As for the annual inflation rate that went up in September to 15.88 percent, i.e. above the forecast, from 15.32 percent in August, BNR explained that it was mainly under the impact of continued hikes in processed food and electricity prices, only partly offset by lower fuel prices, amid declining oil prices.
“The 12-month inflation rate saw an increase in 2022 Q3 too, albeit much more subdued than in the previous quarters (from 15.05 percent in June), in the context of the deceleration in the aggregate dynamics of the exogenous CPI components during this period as a whole, primarily as a result of the drop in fuel prices, inter alia following the motor fuel price compensation”, BNR says.
The annual adjusted CORE2 inflation rate continued to climb at a sustained, faster-than-expected pace in Q3, albeit slower than in the first part of the year, going up to 11.9 percent in September, from 9.8 percent in June, owing almost entirely to the new rises in processed food prices.

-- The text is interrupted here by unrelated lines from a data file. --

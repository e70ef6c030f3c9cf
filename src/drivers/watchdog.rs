//! Task Watchdog Timer (TWDT) driver.
//!
//! Wraps the ESP-IDF TWDT API to reset the device if the event loop stops
//! asserting liveness for longer than the configured timeout.
//!
//! Kicks come only from the `Watchdog` timer handler, and only when the
//! liveness supervisor agrees, so a wedged sensor also ends in a reset.

#[cfg(target_os = "espidf")]
use esp_idf_svc::sys::*;

#[cfg(target_os = "espidf")]
use log::info;

use crate::error::InitError;

pub struct Watchdog {
    timeout_ms: u32,
    feeds: u32,
}

impl Watchdog {
    /// Configure the TWDT and subscribe the current task.
    #[cfg(target_os = "espidf")]
    pub fn new(timeout_ms: u32) -> Result<Self, InitError> {
        // SAFETY: called once from main() before the event loop starts.
        unsafe {
            let cfg = esp_task_wdt_config_t {
                timeout_ms,
                idle_core_mask: 0,
                trigger_panic: true,
            };
            let ret = esp_task_wdt_reconfigure(&cfg);
            if ret != ESP_OK {
                log::warn!(
                    "TWDT reconfigure returned {} (may already be configured)",
                    ret
                );
            }

            let ret = esp_task_wdt_add(core::ptr::null_mut());
            if ret != ESP_OK {
                return Err(InitError::WatchdogConfigFailed(ret));
            }
        }
        info!("Watchdog: subscribed ({}ms timeout, panic on trigger)", timeout_ms);
        Ok(Self { timeout_ms, feeds: 0 })
    }

    #[cfg(not(target_os = "espidf"))]
    pub fn new(timeout_ms: u32) -> Result<Self, InitError> {
        log::info!("Watchdog(sim): {}ms timeout, no-op", timeout_ms);
        Ok(Self { timeout_ms, feeds: 0 })
    }

    /// Feed the watchdog.
    pub fn feed(&mut self) {
        #[cfg(target_os = "espidf")]
        // SAFETY: the current task was subscribed in new().
        unsafe {
            esp_task_wdt_reset();
        }
        self.feeds = self.feeds.wrapping_add(1);
    }

    pub fn timeout_ms(&self) -> u32 {
        self.timeout_ms
    }

    pub fn feed_count(&self) -> u32 {
        self.feeds
    }
}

Thus, the evolution of this component continues to reflect the effects of large hikes in agri-food commodity prices and elevated energy and transport costs, alongside the influences of bottlenecks in production chains. These were further compounded in Q3 too by high short-term inflation expectations and the resilience of demand in certain segments, as well as by the significant share of food items and imported goods in the CPI basket.
Annual inflation rate calculated based on the Harmonised Index of Consumer Prices (HICP – inflation indicator for EU Member States) moved up to 13.4 percent in September, from 13.0 percent in June. Furthermore, average annual CPI inflation rate and average HICP inflation rate went up to 11.8 percent and 10.2 percent respectively in September, from 9.3 percent and 7.9 percent respectively in June 2022, remaining however below the levels prevailing in the region and the Baltic countries.
The new statistical data reconfirm the significantly stronger-than-expected economic growth in 2022 Q2, albeit considerably slower than in the previous quarter, down to 1.8 percent from 5.3 percent in the first three months of the year, implying a moderate pick-up in the aggregate demand surplus during this period too.
The slight deceleration in annual GDP growth in Q2 is also reconfirmed, to 5.1 percent, from 6.4 percent in Q1, yet amid a change in the structure of aggregate demand. Thus, during this period, the largest contribution to economic growth came from household consumption, with a modest one, albeit on the increase, stemming from gross fixed capital formation, while the contribution of the change in inventories turned negative again. In turn, net exports made a marginally larger expansionary contribution in Q2, given the further positive differential between the dynamics of exports of goods and services, in terms of volume, and those of imports thereof, both of which saw a slight decrease against Q1. Consequently, the fast annual pace of increase of the negative trade balance posted a mild slowing, inter alia in the context of the relative narrowing of the unfavourable differential between the upward change in import prices and that in export prices, while the annual growth of the current account deficit halved compared to the previous quarter’s average, given also the improvement in the evolution of the primary income balance.
The latest data and analyses point to a quasi-standstill of economic activity in 2022 Q3 and Q4, under the impact of the escalating war in Ukraine and the extension of the associated sanctions. Compared to the same year-earlier period, however, GDP will likely see a significant advance in Q3, on account of a base effect, but with a decelerating increase in private consumption.